If the state’s trust fund goes bankrupt, there’s pressure to cut benefits. We have to raise enough money for the trust funds to keep that from happening.  

According to the report, state UI trust funds have an overall balance of $38.3 billion, compared with $54.05 billion at the beginning of the 2001 recession. The report estimates that as many as 18 states will have serious problems meeting the demand for UI benefits in a recession.

Four states—Michigan, Missouri, New York and Ohio—which have been hit hard by the decline in manufacturing jobs, could have trouble meeting the need for UI benefits as early as this year, the report says. Another 14 states could join this group if the job slump continues or their UI payroll taxes don’t rise to meet the demands created by the growing number of claims.  

Says Stettner: 

If we are headed into a recession and unemployment goes up, a number of states will have problems. It’s up to workers to say, “We need to find a way not to cut benefits and we need to find a more permanent solution.” 

The biggest single change that would keep the trust funds solvent, he says, is to increase the percentage of wages that are taxed to pay for unemployment benefits. For example, in California, only the first $7,000 of a worker’s wage is taxed, and that’s been the law since 1983. But the average wages of California workers have more than doubled in those 25 years, Stettner says. At least, he says, the proportion of wages taxed ought to be adjusted for inflation. But so far, only a few states do that. 

Last week, the House voted, 256–166, to help long-term jobless workers who face difficult times finding new work in the sputtering Bush economy with an extra 13 to 26 weeks of UI benefits. The UI extension was added to a supplemental spending bill to fund the war in Iraq.

The legislation would provide an additional 13 weeks of UI benefits for jobless workers in every state, plus 13 more weeks for those in states with high unemployment rates (more than 6 percent). 

Stettner says the extension is critical:

Twenty-six weeks is enough when the economy is good and jobs are being created. But when it takes, on average, four weeks to find a new job, it’s not long enough. That’s why we need a federal extension.

You can take action to help the long-term jobless. Call your senator at 202-224-3121 and urge him or her to vote to extend UI benefits. 

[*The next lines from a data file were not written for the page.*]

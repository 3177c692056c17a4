// Copyright 2026 the Trellis Authors
// SPDX-License-Identifier: Apache-2.0

//! Dragging a widget under a press, and throwing it after the release.
//!
//! Drag and throw are the same motion engine with two vector sources:
//! while pressed the vector is the sample delta, after release it is
//! the low-pass velocity estimate decayed a bit per tick. Both go
//! through [`DevicePass::apply_vector`], which reports per axis whether
//! the write actually moved the target so both can detect a stall.

use crate::core::{Scene, Signal, Vector, WidgetFlags, WidgetId};
use crate::passes::{DevicePass, Flow};

impl DevicePass<'_> {
    /// The widget drag motion actually applies to: the nearest ancestor
    /// (possibly `origin` itself) not delegating drags to its parent.
    fn resolve_drag_target(&self, origin: WidgetId) -> Option<WidgetId> {
        let mut target = Some(origin);
        while let Some(widget) = target {
            if self.scene.flags(widget).contains(WidgetFlags::DRAG_PARENT) {
                target = self.scene.parent(widget);
            } else {
                break;
            }
        }
        target
    }

    /// Add `vector` to the target's position. Returns, per axis,
    /// whether the absolute origin moved.
    fn apply_vector(&mut self, target: WidgetId, vector: Vector) -> (bool, bool) {
        let before = self.scene.bounds(target).min;
        let position = self.scene.position(target);
        self.scene.set_position(target, position + vector);
        let after = self.scene.bounds(target).min;
        (after.x != before.x, after.y != before.y)
    }

    /// One pressed-sample step of the drag engine.
    pub(crate) fn drag(&mut self) -> Flow {
        let Some(pressed) = self.pointer().pressed_widget else {
            return Ok(());
        };
        let Some(target) = self.resolve_drag_target(pressed) else {
            return Ok(());
        };
        if !self.scene.flags(target).contains(WidgetFlags::DRAGGABLE) {
            return Ok(());
        }

        let limit = self.options.drag_limit;
        let vector = self.pointer().vector;
        {
            let pointer = self.pointer_mut();
            pointer.drag_sum += vector;
            if !pointer.drag_limit_crossed
                && (pointer.drag_sum.x.abs() >= limit || pointer.drag_sum.y.abs() >= limit)
            {
                pointer.drag_limit_crossed = true;
            }
        }

        if !self.pointer().drag_limit_crossed || vector == Vector::zero() {
            return Ok(());
        }

        let parent = self.scene.parent(target);
        let parent_size_before = parent.map(|parent| self.scene.size(parent));
        let pending_before = self.scene.pending_invalidations();

        let (moved_x, moved_y) = self.apply_vector(target, vector);

        if moved_x || moved_y {
            if !self.pointer().drag_active {
                self.send_signal(target, Signal::DragBegin)?;
                self.pointer_mut().drag_active = true;
            }
        } else {
            // The write was absorbed (the target is pinned, or at its
            // limit). Unless the parent resized out from under it, the
            // speculative invalidation the write queued can be dropped.
            let parent_size_after = parent.map(|parent| self.scene.size(parent));
            if parent_size_after == parent_size_before {
                let added = self
                    .scene
                    .pending_invalidations()
                    .saturating_sub(pending_before);
                self.scene.retract_invalidations(added);
            }
        }
        Ok(())
    }

    /// One release-tick step of the inertial throw.
    pub(crate) fn drag_throw(&mut self) -> Flow {
        if !self.pointer().drag_active {
            return Ok(());
        }
        let Some(last_pressed) = self.pointer().last_pressed else {
            return Ok(());
        };
        let Some(target) = self.resolve_drag_target(last_pressed) else {
            return Ok(());
        };

        if !self.scene.flags(target).contains(WidgetFlags::DRAG_THROW) {
            self.pointer_mut().drag_active = false;
            return self.send_signal(target, Signal::DragEnd);
        }

        // Integer decay: the vector provably reaches zero, so the throw
        // cannot creep forever.
        let keep = 100 - self.options.drag_throw;
        let throw = {
            let pointer = self.pointer_mut();
            pointer.throw_vector.x = pointer.throw_vector.x * keep / 100;
            pointer.throw_vector.y = pointer.throw_vector.y * keep / 100;
            pointer.throw_vector
        };

        if throw == Vector::zero() {
            self.pointer_mut().drag_active = false;
            return self.send_signal(target, Signal::DragEnd);
        }

        let (moved_x, moved_y) = self.apply_vector(target, throw);
        let stalled_x = !moved_x || throw.x == 0;
        let stalled_y = !moved_y || throw.y == 0;
        if stalled_x && stalled_y {
            let pointer = self.pointer_mut();
            pointer.drag_active = false;
            pointer.vector = Vector::zero();
            pointer.throw_vector = Vector::zero();
            self.send_signal(target, Signal::DragEnd)?;
        }
        Ok(())
    }
}

#[cfg(test)]
mod tests {
    use crate::app::InputOptions;
    use crate::core::{
        DeviceKind, Point, Sample, SampleState, Scene, Signal, Vector, WidgetEvent, WidgetFlags,
    };
    use crate::testing::{Record, TestHarness};

    fn pressed(x: i32, y: i32) -> Sample {
        Sample::Pointer {
            state: SampleState::Pressed,
            point: Point::new(x, y),
        }
    }

    fn released(x: i32, y: i32) -> Sample {
        Sample::Pointer {
            state: SampleState::Released,
            point: Point::new(x, y),
        }
    }

    /// Below the dead-zone nothing moves; the sample crossing it moves
    /// the target and emits drag-begin.
    #[test]
    fn dead_zone_holds_until_the_limit() {
        let mut harness = TestHarness::new();
        let screen = harness.scene.active_screen();
        let panel = harness.scene.add_widget(
            screen,
            0,
            0,
            200,
            200,
            WidgetFlags::CLICKABLE | WidgetFlags::DRAGGABLE,
        );
        let device = harness.add_device(DeviceKind::Pointer);

        harness.push(device, pressed(10, 10));
        harness.step(10);
        harness.push(device, pressed(10, 14));
        harness.step(10);
        harness.push(device, pressed(10, 19));
        harness.step(10);
        // Cumulative motion 9 < 10: still parked.
        assert_eq!(harness.scene.position(panel), Point::new(0, 0));
        assert!(!harness.root.is_dragging(device));
        harness.scene.drain_records();

        harness.push(device, pressed(10, 22));
        harness.step(10);
        // Sum 12 >= 10: this sample's delta is applied.
        assert_eq!(harness.scene.position(panel), Point::new(0, 3));
        assert!(harness.root.is_dragging(device));
        let records = harness.scene.drain_records();
        assert!(records.contains(&Record::Signal(panel, Signal::DragBegin)));
    }

    /// One pixel short of the limit never begins a drag.
    #[test]
    fn dead_zone_boundary_is_inclusive() {
        let mut harness = TestHarness::new();
        let screen = harness.scene.active_screen();
        let panel = harness.scene.add_widget(
            screen,
            0,
            0,
            200,
            200,
            WidgetFlags::CLICKABLE | WidgetFlags::DRAGGABLE,
        );
        let device = harness.add_device(DeviceKind::Pointer);

        harness.push(device, pressed(50, 50));
        harness.step(10);
        harness.push(device, pressed(50, 59));
        harness.step(10);
        assert_eq!(harness.scene.position(panel), Point::new(0, 0));
        assert!(
            !harness
                .scene
                .drain_records()
                .contains(&Record::Signal(panel, Signal::DragBegin))
        );

        harness.push(device, pressed(50, 60));
        harness.step(10);
        assert_eq!(harness.scene.position(panel), Point::new(0, 1));
        assert!(
            harness
                .scene
                .drain_records()
                .contains(&Record::Signal(panel, Signal::DragBegin))
        );
    }

    /// Drags on a drag-parent widget move the ancestor instead.
    #[test]
    fn drag_parent_delegates_to_the_ancestor() {
        let mut harness = TestHarness::new();
        let screen = harness.scene.active_screen();
        let panel = harness.scene.add_widget(
            screen,
            0,
            0,
            200,
            200,
            WidgetFlags::CLICKABLE | WidgetFlags::DRAGGABLE,
        );
        let child = harness.scene.add_widget(
            panel,
            10,
            10,
            50,
            50,
            WidgetFlags::CLICKABLE | WidgetFlags::DRAG_PARENT,
        );
        let device = harness.add_device(DeviceKind::Pointer);

        harness.push(device, pressed(20, 20));
        harness.step(10);
        harness.push(device, pressed(20, 40));
        harness.step(10);

        assert_eq!(harness.scene.position(panel), Point::new(0, 20));
        assert_eq!(harness.scene.position(child), Point::new(10, 10));
        let records = harness.scene.drain_records();
        assert!(records.contains(&Record::Signal(panel, Signal::DragBegin)));
    }

    /// A release after a drag on a widget without throw ends the drag
    /// immediately; the released event is not a click.
    #[test]
    fn drag_without_throw_ends_on_release() {
        let mut harness = TestHarness::new();
        let screen = harness.scene.active_screen();
        let panel = harness.scene.add_widget(
            screen,
            0,
            0,
            200,
            200,
            WidgetFlags::CLICKABLE | WidgetFlags::DRAGGABLE,
        );
        let device = harness.add_device(DeviceKind::Pointer);

        harness.push(device, pressed(10, 10));
        harness.step(10);
        harness.push(device, pressed(10, 30));
        harness.step(10);
        harness.scene.drain_records();

        harness.push(device, released(10, 30));
        harness.step(10);
        let records = harness.scene.drain_records();
        assert!(records.contains(&Record::Signal(panel, Signal::DragEnd)));
        assert!(records.contains(&Record::Event(panel, WidgetEvent::Released)));
        assert!(!records.contains(&Record::Event(panel, WidgetEvent::Clicked)));
        assert!(!harness.root.is_dragging(device));
    }

    /// With full decay the throw terminates on the first release tick.
    #[test]
    fn full_decay_terminates_the_throw_in_one_step() {
        let mut harness = TestHarness::with_options(InputOptions {
            drag_throw: 100,
            ..Default::default()
        });
        let screen = harness.scene.active_screen();
        let panel = harness.scene.add_widget(
            screen,
            0,
            0,
            200,
            200,
            WidgetFlags::CLICKABLE | WidgetFlags::DRAGGABLE | WidgetFlags::DRAG_THROW,
        );
        let device = harness.add_device(DeviceKind::Pointer);

        harness.push(device, pressed(10, 10));
        harness.step(10);
        for step in 1..=4 {
            harness.push(device, pressed(10, 10 + step * 20));
            harness.step(10);
        }
        harness.scene.drain_records();

        harness.push(device, released(10, 90));
        harness.step(10);
        assert!(!harness.root.is_dragging(device));
        assert!(
            harness
                .scene
                .drain_records()
                .contains(&Record::Signal(panel, Signal::DragEnd))
        );
        let rest_position = harness.scene.position(panel);

        // Further release ticks leave the target alone.
        harness.step(10);
        harness.step(10);
        assert_eq!(harness.scene.position(panel), rest_position);
        assert!(
            !harness
                .scene
                .drain_records()
                .contains(&Record::Signal(panel, Signal::DragEnd))
        );
    }

    /// A throw keeps moving the target across release ticks and decays
    /// to a stop, emitting exactly one drag-end.
    #[test]
    fn throw_decays_to_a_stop() {
        let mut harness = TestHarness::new();
        let screen = harness.scene.active_screen();
        let panel = harness.scene.add_widget(
            screen,
            0,
            0,
            200,
            200,
            WidgetFlags::CLICKABLE | WidgetFlags::DRAGGABLE | WidgetFlags::DRAG_THROW,
        );
        let device = harness.add_device(DeviceKind::Pointer);

        harness.push(device, pressed(10, 10));
        harness.step(10);
        for step in 1..=4 {
            harness.push(device, pressed(10, 10 + step * 20));
            harness.step(10);
        }
        let position_at_release = harness.scene.position(panel);
        harness.scene.drain_records();

        harness.push(device, released(10, 90));
        harness.step(10);
        // Still coasting after the first release tick.
        assert!(harness.root.is_dragging(device));
        assert!(harness.scene.position(panel).y > position_at_release.y);

        let mut drag_ends = 0;
        for _ in 0..200 {
            harness.step(10);
            drag_ends += harness
                .scene
                .drain_records()
                .iter()
                .filter(|record| matches!(record, Record::Signal(id, Signal::DragEnd) if *id == panel))
                .count();
        }
        assert!(!harness.root.is_dragging(device));
        assert_eq!(drag_ends, 1);
    }

    /// A pinned target absorbs position writes: no drag-begin, and the
    /// speculative invalidations are retracted.
    #[test]
    fn pinned_target_retracts_speculative_invalidations() {
        let mut harness = TestHarness::new();
        let screen = harness.scene.active_screen();
        let panel = harness.scene.add_widget(
            screen,
            0,
            0,
            200,
            200,
            WidgetFlags::CLICKABLE | WidgetFlags::DRAGGABLE,
        );
        harness.scene.lock_position(panel);
        let device = harness.add_device(DeviceKind::Pointer);

        harness.push(device, pressed(10, 10));
        harness.step(10);
        harness.push(device, pressed(10, 40));
        harness.step(10);

        assert_eq!(harness.scene.position(panel), Point::new(0, 0));
        assert_eq!(harness.scene.pending_invalidations(), 0);
        assert!(
            !harness
                .scene
                .drain_records()
                .contains(&Record::Signal(panel, Signal::DragBegin))
        );
        assert_eq!(harness.root.drag_vector(device), Vector::new(0, 30));
    }
}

President Bush says he will veto the war spending bill if it includes the UI extension, along with several other domestic provisions, including improving veterans’ benefits, blocking Bush administration restrictions on Medicaid and a $20 billion cut to states and money to improve the levees around New Orleans.

Earlier this year, the AFL-CIO urged Congress to include a UI extension in an economic stimulus package, but the measure was dropped from the legislation after Bush said he would veto the bill if it included an extension.

Print This Article | E-Mail This Article |Comments (0)


Channels: Economy

No Comments

Sorry, the comment form is closed at this time.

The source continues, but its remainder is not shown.